» Exercise goal
The lines from the top of the data down to the line with "the renderer. The" should be repeated exactly, both ends included.

» Supplied data
//! Message processing
//!
//! Runs a message through the TEA update function, following up on any
//! chained messages and dispatching actions to background tasks.

use tokio::sync::mpsc;

use crate::handler;
use crate::message::Message;
use crate::state::AppState;

use super::actions::handle_action;

/// Process a message through the TEA update function
pub fn process_message(state: &mut AppState, message: Message, msg_tx: &mpsc::Sender<Message>) {
    let mut msg = Some(message);
    while let Some(m) = msg {
        let result = handler::update(state, m);

        if let Some(action) = result.action {
            handle_action(action, msg_tx.clone());
        }

        msg = result.message;
    }
}
//! Pointer handling: row hover, wheel scrolling and control clicks
//!
//! Hit-testing only looks at the regions recorded by the renderer. The
//! tooltip overlay is never a target, so a pointer resting on the overlay
//! addresses whatever row lies beneath it.

use crate::input::{PointerEvent, PointerKind};
use crate::message::Message;
use crate::state::{AppState, ChartSlot, Focus};
use crate::table_view::SortOrder;
use crate::tooltip::RowBounds;

use super::UpdateResult;

/// Rows moved per wheel notch
const WHEEL_ROWS: usize = 3;

pub fn handle_pointer(state: &mut AppState, event: PointerEvent) -> UpdateResult {
    state.last_pointer = Some((event.column, event.row));
    match event.kind {
        PointerKind::Moved => {
            hover_at(state, event.column, event.row);
            UpdateResult::none()
        }
        PointerKind::ScrollUp | PointerKind::ScrollDown => {
            if state.regions.table_body.contains(event.column, event.row) {
                if event.kind == PointerKind::ScrollUp {
                    state.table.scroll_up(WHEEL_ROWS);
                } else {
                    state.table.scroll_down(WHEEL_ROWS);
                }
                // Content moved under a stationary pointer
                hover_at(state, event.column, event.row);
            }
            UpdateResult::none()
        }
        PointerKind::Down => click_at(state, event.column, event.row),
    }
}

/// Table row under a screen cell, with its screen bounds.
fn row_under(state: &AppState, column: u16, row: u16) -> Option<(usize, RowBounds)> {
    let body = state.regions.table_body;
    if !body.contains(column, row) {
        return None;
    }
    let index = state.table.row_at(usize::from(row - body.y))?;
    let bounds = RowBounds {
        left: i32::from(body.x),
        top: i32::from(row),
        width: i32::from(body.width),
        height: 1,
    };
    Some((index, bounds))
}

/// Update the hovered row and drive the tooltip enter/leave transitions.
pub(super) fn hover_at(state: &mut AppState, column: u16, row: u16) {
    let target = row_under(state, column, row);
    let target_index = target.map(|(index, _)| index);
    if target_index == state.table.hovered {
        return;
    }

    if let Some(previous) = state.table.hovered.take() {
        state.tooltip.pointer_leave(previous);
    }

    if let Some((index, bounds)) = target {
        state.table.hovered = Some(index);
        if let Some(table_row) = state.table.row(index) {
            state
                .tooltip
                .pointer_enter(index, table_row, bounds, state.table.offset);
        }
    }
}

fn click_at(state: &mut AppState, column: u16, row: u16) -> UpdateResult {
    let regions = state.regions;

    if regions.search_box.contains(column, row) {
        return UpdateResult::message(Message::StartSearch);
    }
    if regions.sort_year_button.contains(column, row) {
        return UpdateResult::message(Message::SortTable(SortOrder::ByYear));
    }
    if regions.sort_box_office_button.contains(column, row) {
        return UpdateResult::message(Message::SortTable(SortOrder::ByBoxOffice));
    }
    if regions.table_body.contains(column, row) {
        state.focus = Focus::Table;
        return UpdateResult::none();
    }
    if let Some(slot) = ChartSlot::ALL
        .into_iter()
        .find(|slot| regions.charts[slot.index()].contains(column, row))
    {
        state.focus = Focus::Chart(slot);
    }
    UpdateResult::none()
}
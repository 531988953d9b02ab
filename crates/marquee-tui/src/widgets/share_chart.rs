//! Country distribution: a colored legend with proportional share bars

use ratatui::{
    buffer::Buffer,
    layout::Rect,
    style::Style,
    text::{Line, Span},
    widgets::{Paragraph, Widget},
};

use marquee_core::ChartConfig;

use super::chart_panel::{panel_block, render_empty, window_start};
use crate::theme::{palette, styles};

/// Width reserved for the country name
const NAME_WIDTH: usize = 14;

pub struct ShareChart<'a> {
    chart: &'a ChartConfig,
    focused: bool,
    selected: Option<usize>,
}

impl<'a> ShareChart<'a> {
    pub fn new(chart: &'a ChartConfig) -> Self {
        Self {
            chart,
            focused: false,
            selected: None,
        }
    }

    pub fn focused(mut self, focused: bool) -> Self {
        self.focused = focused;
        self
    }

    pub fn selected(mut self, selected: Option<usize>) -> Self {
        self.selected = selected;
        self
    }
}

/// Share of `value` in `total` as a percentage, 0 when the total is 0.
pub fn share_percent(value: f64, total: f64) -> f64 {
    if total > 0.0 {
        value / total * 100.0
    } else {
        0.0
    }
}

fn pad_name(name: &str) -> String {
    let mut padded: String = name.chars().take(NAME_WIDTH).collect();
    let len = padded.chars().count();
    padded.push_str(&" ".repeat(NAME_WIDTH - len));
    padded
}

impl Widget for ShareChart<'_> {
    fn render(self, area: Rect, buf: &mut Buffer) {
        let block = panel_block(self.chart, self.focused, self.selected);
        let inner = block.inner(area);
        block.render(area, buf);

        if self.chart.is_empty() {
            render_empty(inner, buf);
            return;
        }

        let total: f64 = self.chart.values.iter().sum();
        let rows = usize::from(inner.height);
        let start = window_start(self.selected, rows, self.chart.len());
        // "■ " + name + " " + "nnn (100.0%) "
        let bar_space = usize::from(inner.width).saturating_sub(NAME_WIDTH + 17);

        let lines: Vec<Line> = self
            .chart
            .labels
            .iter()
            .zip(self.chart.values.iter())
            .enumerate()
            .skip(start)
            .take(rows)
            .map(|(index, (label, value))| {
                let color = palette::chart_color(self.chart.color_for(index));
                let percent = share_percent(*value, total);
                let bar_len = (bar_space as f64 * percent / 100.0).round() as usize;
                let is_selected = self.focused && self.selected == Some(index);
                let name_style = if is_selected {
                    styles::focused_selected()
                } else {
                    styles::text_primary()
                };
                Line::from(vec![
                    Span::styled("■ ", Style::default().fg(color)),
                    Span::styled(pad_name(label), name_style),
                    Span::styled(
                        format!(" {:>3} ({:>5.1}%) ", *value as u64, percent),
                        styles::text_secondary(),
                    ),
                    Span::styled("█".repeat(bar_len), Style::default().fg(color)),
                ])
            })
            .collect();

        Paragraph::new(lines).render(inner, buf);
    }
}
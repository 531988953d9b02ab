//! Color palette: dark cards with a gold accent.

use marquee_core::Rgba;
use ratatui::style::Color;

// --- Background layers ---
pub const DEEPEST_BG: Color = Color::Black;
pub const CARD_BG: Color = Color::Black;
pub const POPUP_BG: Color = Color::Rgb(28, 28, 34);

// --- Borders ---
pub const BORDER_DIM: Color = Color::DarkGray;
pub const BORDER_ACTIVE: Color = GOLD;

// --- Accent ---
pub const GOLD: Color = Color::Rgb(212, 175, 55);
pub const ACCENT: Color = GOLD;
pub const CONTRAST_FG: Color = Color::Black;

// --- Text ---
pub const TEXT_PRIMARY: Color = Color::White;
pub const TEXT_SECONDARY: Color = Color::Gray;
pub const TEXT_MUTED: Color = Color::DarkGray;

// --- Status ---
pub const STATUS_GREEN: Color = Color::Green;
pub const STATUS_RED: Color = Color::Red;
pub const STATUS_YELLOW: Color = Color::Yellow;

// --- Table ---
pub const ROW_HOVER_BG: Color = Color::Rgb(58, 50, 22);

// --- Effects ---
pub const SHADOW: Color = Color::Black;

/// Terminal color for a chart color. Alpha is dropped; terminals have no blending.
pub fn chart_color(rgba: Rgba) -> Color {
    Color::Rgb(rgba.r, rgba.g, rgba.b)
}
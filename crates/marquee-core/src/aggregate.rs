//! Aggregations over the film catalog
//!
//! Pure functions that turn a flat slice of [`FilmRecord`]s into the shapes
//! the stat bar and charts need. Every ranking uses a stable sort, so equal
//! values keep their original (or first-occurrence) order.

use std::collections::{BTreeMap, HashMap};
use std::ops::AddAssign;

use crate::film::FilmRecord;

/// Values shown in the stat bar.
#[derive(Debug, Clone, Copy, PartialEq, Default)]
pub struct StatSummary {
    pub count: usize,
    pub max_box_office: f64,
    pub total_box_office: f64,
}

/// Box office total for a single release year.
#[derive(Debug, Clone, Copy, PartialEq)]
pub struct YearTotal {
    pub year: i32,
    pub total: f64,
}

/// Keyed running totals that iterate in first-occurrence order.
#[derive(Debug, Clone, PartialEq)]
pub struct OrderedTally<V> {
    entries: Vec<(String, V)>,
    index: HashMap<String, usize>,
}

/// Director name → summed box office.
pub type DirectorTotals = OrderedTally<f64>;

/// Country name → number of films.
pub type CountryCounts = OrderedTally<usize>;

impl<V> Default for OrderedTally<V> {
    fn default() -> Self {
        Self {
            entries: Vec::new(),
            index: HashMap::new(),
        }
    }
}

impl<V: Copy + Default + AddAssign> OrderedTally<V> {
    pub fn new() -> Self {
        Self::default()
    }

    /// Add `amount` to `key`, inserting it at the end if unseen.
    pub fn add(&mut self, key: &str, amount: V) {
        match self.index.get(key) {
            Some(&i) => self.entries[i].1 += amount,
            None => {
                self.index.insert(key.to_string(), self.entries.len());
                let mut value = V::default();
                value += amount;
                self.entries.push((key.to_string(), value));
            }
        }
    }

    pub fn get(&self, key: &str) -> Option<V> {
        self.index.get(key).map(|&i| self.entries[i].1)
    }

    pub fn len(&self) -> usize {
        self.entries.len()
    }

    pub fn is_empty(&self) -> bool {
        self.entries.is_empty()
    }

    pub fn iter(&self) -> impl Iterator<Item = (&str, V)> + '_ {
        self.entries.iter().map(|(k, v)| (k.as_str(), *v))
    }

    pub fn entries(&self) -> &[(String, V)] {
        &self.entries
    }
}

pub fn total_count(records: &[FilmRecord]) -> usize {
    records.len()
}

/// Largest box office among records that carry one; 0 when none do.
pub fn max_box_office(records: &[FilmRecord]) -> f64 {
    records
        .iter()
        .filter_map(|f| f.box_office)
        .fold(None, |acc: Option<f64>, v| Some(acc.map_or(v, |m| m.max(v))))
        .unwrap_or(0.0)
}

pub fn total_box_office(records: &[FilmRecord]) -> f64 {
    records.iter().map(FilmRecord::box_office_or_zero).sum()
}

pub fn summarize(records: &[FilmRecord]) -> StatSummary {
    StatSummary {
        count: total_count(records),
        max_box_office: max_box_office(records),
        total_box_office: total_box_office(records),
    }
}

/// Highest grossing films first, truncated to `n`.
pub fn top_n_by_box_office(records: &[FilmRecord], n: usize) -> Vec<&FilmRecord> {
    let mut ranked: Vec<&FilmRecord> = records.iter().collect();
    ranked.sort_by(|a, b| b.box_office_or_zero().total_cmp(&a.box_office_or_zero()));
    ranked.truncate(n);
    ranked
}

/// Sum box office per director.
///
/// Co-directed films contribute their full gross to each listed director,
/// so the totals intentionally double count shared credits.
pub fn director_totals(records: &[FilmRecord]) -> DirectorTotals {
    let mut totals = DirectorTotals::new();
    for film in records {
        let amount = film.box_office_or_zero();
        for name in film.directors() {
            totals.add(name, amount);
        }
    }
    totals
}

/// Directors ranked by total gross, truncated to `n`.
pub fn top_directors(totals: &DirectorTotals, n: usize) -> Vec<(String, f64)> {
    let mut ranked = totals.entries().to_vec();
    ranked.sort_by(|a, b| b.1.total_cmp(&a.1));
    ranked.truncate(n);
    ranked
}

/// Box office summed per release year, ascending. Records without a year are skipped.
pub fn yearly_totals(records: &[FilmRecord]) -> Vec<YearTotal> {
    let mut by_year: BTreeMap<i32, f64> = BTreeMap::new();
    for film in records {
        if let Some(year) = film.release_year {
            *by_year.entry(year).or_default() += film.box_office_or_zero();
        }
    }
    by_year
        .into_iter()
        .map(|(year, total)| YearTotal { year, total })
        .collect()
}

pub fn country_counts(records: &[FilmRecord]) -> CountryCounts {
    let mut counts = CountryCounts::new();
    for film in records {
        counts.add(film.country_or_unknown(), 1);
    }
    counts
}
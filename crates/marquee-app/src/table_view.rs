//! Film table state - search filter, sort order, row snapshots and scrolling.
//!
//! Every change to the search term or sort order recomputes the visible rows
//! from the full catalog, never from the previously filtered rows, so
//! narrowing and then widening a search always gets every match back.

use marquee_core::{format_box_office, Catalog, FilmRecord};

use crate::tooltip::TooltipContent;

// ─────────────────────────────────────────────────────────────────────────────
// SortOrder
// ─────────────────────────────────────────────────────────────────────────────

/// Table sort order.
#[derive(Debug, Clone, Copy, PartialEq, Eq, Default)]
pub enum SortOrder {
    /// Catalog order
    #[default]
    None,
    /// Oldest first; films without a year sort as year 0
    ByYear,
    /// Highest gross first; films without a gross sort as 0
    ByBoxOffice,
}

impl SortOrder {
    pub fn label(&self) -> &'static str {
        match self {
            SortOrder::None => "catalog order",
            SortOrder::ByYear => "release year",
            SortOrder::ByBoxOffice => "box office",
        }
    }
}

// ─────────────────────────────────────────────────────────────────────────────
// TableRow
// ─────────────────────────────────────────────────────────────────────────────

/// Snapshot of one film taken when the rows were recomputed.
///
/// Tooltips read from the snapshot only; the catalog is never re-queried
/// for a rendered row.
#[derive(Debug, Clone, PartialEq)]
pub struct TableRow {
    pub title: String,
    pub release_year: Option<i32>,
    pub director: String,
    pub box_office: Option<f64>,
    pub country: Option<String>,
    /// Empty when the film has no insight
    pub insight: String,
}

impl TableRow {
    pub fn from_film(film: &FilmRecord) -> Self {
        Self {
            title: film.title.clone(),
            release_year: film.release_year,
            director: film.director.clone(),
            box_office: film.box_office,
            country: film.country.clone(),
            insight: film.insight.clone().unwrap_or_default(),
        }
    }

    /// Year cell text; blank when absent.
    pub fn year_display(&self) -> String {
        self.release_year.map(|y| y.to_string()).unwrap_or_default()
    }

    pub fn box_office_display(&self) -> String {
        format_box_office(self.box_office)
    }

    /// Country cell text; blank when absent.
    pub fn country_display(&self) -> &str {
        self.country.as_deref().unwrap_or("")
    }

    pub fn has_insight(&self) -> bool {
        !self.insight.is_empty()
    }

    /// Tooltip content for this row, `None` when there is no insight.
    pub fn tooltip_content(&self) -> Option<TooltipContent> {
        TooltipContent::for_row(self)
    }
}

/// Films matching `search` (case-insensitive title substring), ordered by `sort`.
pub fn visible_films<'a>(
    films: &'a [FilmRecord],
    search: &str,
    sort: SortOrder,
) -> Vec<&'a FilmRecord> {
    let needle = search.to_lowercase();
    let mut matched: Vec<&FilmRecord> = films
        .iter()
        .filter(|f| needle.is_empty() || f.title.to_lowercase().contains(&needle))
        .collect();

    match sort {
        SortOrder::None => {}
        SortOrder::ByYear => matched.sort_by_key(|f| f.year_or_zero()),
        SortOrder::ByBoxOffice => {
            matched.sort_by(|a, b| b.box_office_or_zero().total_cmp(&a.box_office_or_zero()))
        }
    }
    matched
}

// ─────────────────────────────────────────────────────────────────────────────
// TableView
// ─────────────────────────────────────────────────────────────────────────────

/// Filterable, sortable, scrollable projection of the catalog.
#[derive(Debug, Clone, Default)]
pub struct TableView {
    search: String,
    sort: SortOrder,
    rows: Vec<TableRow>,
    /// First visible row
    pub offset: usize,
    /// Rows that fit in the table body (set during render)
    pub visible_rows: usize,
    /// Row under the pointer, as an index into `rows`
    pub hovered: Option<usize>,
}

impl TableView {
    pub fn new() -> Self {
        Self::default()
    }

    pub fn search(&self) -> &str {
        &self.search
    }

    pub fn sort(&self) -> SortOrder {
        self.sort
    }

    pub fn rows(&self) -> &[TableRow] {
        &self.rows
    }

    pub fn row(&self, index: usize) -> Option<&TableRow> {
        self.rows.get(index)
    }

    pub fn len(&self) -> usize {
        self.rows.len()
    }

    pub fn is_empty(&self) -> bool {
        self.rows.is_empty()
    }

    /// Recompute rows from the full catalog with the current search and sort.
    pub fn rebuild(&mut self, catalog: &Catalog) {
        self.rows = visible_films(catalog.films(), &self.search, self.sort)
            .into_iter()
            .map(TableRow::from_film)
            .collect();
        self.hovered = None;
        self.clamp_offset();
    }

    pub fn set_search(&mut self, term: impl Into<String>, catalog: &Catalog) {
        self.search = term.into();
        self.offset = 0;
        self.rebuild(catalog);
    }

    pub fn push_search_char(&mut self, c: char, catalog: &Catalog) {
        self.search.push(c);
        self.offset = 0;
        self.rebuild(catalog);
    }

    pub fn pop_search_char(&mut self, catalog: &Catalog) {
        if self.search.pop().is_some() {
            self.offset = 0;
            self.rebuild(catalog);
        }
    }

    pub fn set_sort(&mut self, sort: SortOrder, catalog: &Catalog) {
        self.sort = sort;
        self.offset = 0;
        self.rebuild(catalog);
    }

    /// Back to catalog order, keeping the search term.
    pub fn clear_sort(&mut self, catalog: &Catalog) {
        self.set_sort(SortOrder::None, catalog);
    }

    /// Rows currently inside the viewport.
    pub fn visible(&self) -> &[TableRow] {
        let start = self.offset.min(self.rows.len());
        let end = (start + self.visible_rows).min(self.rows.len());
        &self.rows[start..end]
    }

    /// Map a line inside the table body to a row index.
    pub fn row_at(&self, body_line: usize) -> Option<usize> {
        if body_line >= self.visible_rows {
            return None;
        }
        let index = self.offset + body_line;
        (index < self.rows.len()).then_some(index)
    }

    fn max_offset(&self) -> usize {
        self.rows.len().saturating_sub(self.visible_rows)
    }

    fn clamp_offset(&mut self) {
        self.offset = self.offset.min(self.max_offset());
    }

    /// Update the viewport height, keeping the offset in range.
    pub fn set_visible_rows(&mut self, rows: usize) {
        self.visible_rows = rows;
        self.clamp_offset();
    }

    pub fn scroll_up(&mut self, n: usize) {
        self.offset = self.offset.saturating_sub(n);
    }

    pub fn scroll_down(&mut self, n: usize) {
        self.offset = (self.offset + n).min(self.max_offset());
    }

    pub fn scroll_to_top(&mut self) {
        self.offset = 0;
    }

    pub fn scroll_to_bottom(&mut self) {
        self.offset = self.max_offset();
    }

    pub fn page_up(&mut self) {
        let page = self.visible_rows.saturating_sub(1).max(1);
        self.scroll_up(page);
    }

    pub fn page_down(&mut self) {
        let page = self.visible_rows.saturating_sub(1).max(1);
        self.scroll_down(page);
    }
}

#[cfg(test)]
mod tests {
    use super::*;

    fn catalog() -> Catalog {
        Catalog::new(vec![
            FilmRecord::new("Spiderman", "Sam Raimi")
                .with_year(2002)
                .with_box_office(821_708_551.0),
            FilmRecord::new("Batman", "Tim Burton")
                .with_year(1989)
                .with_box_office(411_348_924.0)
                .with_insight("Launched the modern superhero blockbuster"),
            FilmRecord::new("Inception", "Christopher Nolan")
                .with_year(2010)
                .with_box_office(836_836_967.0),
            FilmRecord::new("Undated", "Someone"),
        ])
    }

    fn titles(view: &TableView) -> Vec<&str> {
        view.rows().iter().map(|r| r.title.as_str()).collect()
    }

    #[test]
    fn test_filter_man_keeps_original_order() {
        let catalog = catalog();
        let films = visible_films(catalog.films(), "man", SortOrder::None);
        let names: Vec<&str> = films.iter().map(|f| f.title.as_str()).collect();
        assert_eq!(names, vec!["Spiderman", "Batman"]);
    }

    #[test]
    fn test_filter_is_case_insensitive() {
        let catalog = catalog();
        let films = visible_films(catalog.films(), "BAT", SortOrder::None);
        assert_eq!(films.len(), 1);
        assert_eq!(films[0].title, "Batman");
    }

    #[test]
    fn test_search_always_resets_against_full_catalog() {
        let catalog = catalog();
        let mut view = TableView::new();
        view.rebuild(&catalog);
        assert_eq!(view.len(), 4);

        view.set_search("batman", &catalog);
        assert_eq!(titles(&view), vec!["Batman"]);

        // Widening the search brings back rows the narrower search removed
        view.set_search("man", &catalog);
        assert_eq!(titles(&view), vec!["Spiderman", "Batman"]);

        view.set_search("", &catalog);
        assert_eq!(view.len(), 4);
    }

    #[test]
    fn test_backspace_widens_search() {
        let catalog = catalog();
        let mut view = TableView::new();
        for c in "spx".chars() {
            view.push_search_char(c, &catalog);
        }
        assert!(view.is_empty());
        view.pop_search_char(&catalog);
        assert_eq!(titles(&view), vec!["Spiderman"]);
    }

    #[test]
    fn test_sort_by_year_ascending_absent_first() {
        let catalog = catalog();
        let mut view = TableView::new();
        view.set_sort(SortOrder::ByYear, &catalog);
        assert_eq!(
            titles(&view),
            vec!["Undated", "Batman", "Spiderman", "Inception"]
        );
    }

    #[test]
    fn test_sort_by_box_office_descending_absent_last() {
        let catalog = catalog();
        let mut view = TableView::new();
        view.set_sort(SortOrder::ByBoxOffice, &catalog);
        assert_eq!(
            titles(&view),
            vec!["Inception", "Spiderman", "Batman", "Undated"]
        );
    }

    #[test]
    fn test_filter_and_sort_compose() {
        let catalog = catalog();
        let mut view = TableView::new();
        view.set_search("man", &catalog);
        view.set_sort(SortOrder::ByYear, &catalog);
        assert_eq!(titles(&view), vec!["Batman", "Spiderman"]);
    }

    #[test]
    fn test_clear_sort_keeps_search() {
        let catalog = catalog();
        let mut view = TableView::new();
        view.set_search("man", &catalog);
        view.set_sort(SortOrder::ByBoxOffice, &catalog);
        view.clear_sort(&catalog);
        assert_eq!(view.sort(), SortOrder::None);
        assert_eq!(view.search(), "man");
        assert_eq!(titles(&view), vec!["Spiderman", "Batman"]);
    }

    #[test]
    fn test_row_snapshot_fields() {
        let catalog = catalog();
        let mut view = TableView::new();
        view.rebuild(&catalog);
        let undated = view.row(3).unwrap();
        assert_eq!(undated.year_display(), "");
        assert_eq!(undated.box_office_display(), "$0");
        assert_eq!(undated.country_display(), "");
        assert!(!undated.has_insight());
        assert!(undated.tooltip_content().is_none());
        assert!(view.row(1).unwrap().tooltip_content().is_some());
    }

    #[test]
    fn test_empty_catalog_has_no_rows() {
        let mut view = TableView::new();
        view.rebuild(&Catalog::default());
        assert!(view.is_empty());
        assert!(view.visible().is_empty());
        assert_eq!(view.row_at(0), None);
    }

    #[test]
    fn test_scrolling_is_clamped() {
        let catalog = catalog();
        let mut view = TableView::new();
        view.rebuild(&catalog);
        view.set_visible_rows(2);

        view.scroll_down(10);
        assert_eq!(view.offset, 2);
        assert_eq!(view.visible().len(), 2);

        view.scroll_up(10);
        assert_eq!(view.offset, 0);

        view.scroll_to_bottom();
        assert_eq!(view.offset, 2);
        view.scroll_to_top();
        assert_eq!(view.offset, 0);

        view.page_down();
        assert_eq!(view.offset, 1);
    }

    #[test]
    fn test_offset_clamped_when_rows_shrink() {
        let catalog = catalog();
        let mut view = TableView::new();
        view.rebuild(&catalog);
        view.set_visible_rows(1);
        view.scroll_to_bottom();
        assert_eq!(view.offset, 3);

        view.set_search("bat", &catalog);
        assert_eq!(view.offset, 0);
    }

    #[test]
    fn test_row_at_maps_body_lines() {
        let catalog = catalog();
        let mut view = TableView::new();
        view.rebuild(&catalog);
        view.set_visible_rows(3);
        view.scroll_down(1);
        assert_eq!(view.row_at(0), Some(1));
        assert_eq!(view.row_at(2), Some(3));
        assert_eq!(view.row_at(3), None);
    }

    #[test]
    fn test_rebuild_clears_hover() {
        let catalog = catalog();
        let mut view = TableView::new();
        view.rebuild(&catalog);
        view.hovered = Some(1);
        view.set_sort(SortOrder::ByYear, &catalog);
        assert_eq!(view.hovered, None);
    }
}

» Answer to this problem
//! Message processing
//!
//! Runs a message through the TEA update function, following up on any
//! chained messages and dispatching actions to background tasks.

use tokio::sync::mpsc;

use crate::handler;
use crate::message::Message;
use crate::state::AppState;

use super::actions::handle_action;

/// Process a message through the TEA update function
pub fn process_message(state: &mut AppState, message: Message, msg_tx: &mpsc::Sender<Message>) {
    let mut msg = Some(message);
    while let Some(m) = msg {
        let result = handler::update(state, m);

        if let Some(action) = result.action {
            handle_action(action, msg_tx.clone());
        }

        msg = result.message;
    }
}
//! Pointer handling: row hover, wheel scrolling and control clicks
//!
//! Hit-testing only looks at the regions recorded by the renderer. The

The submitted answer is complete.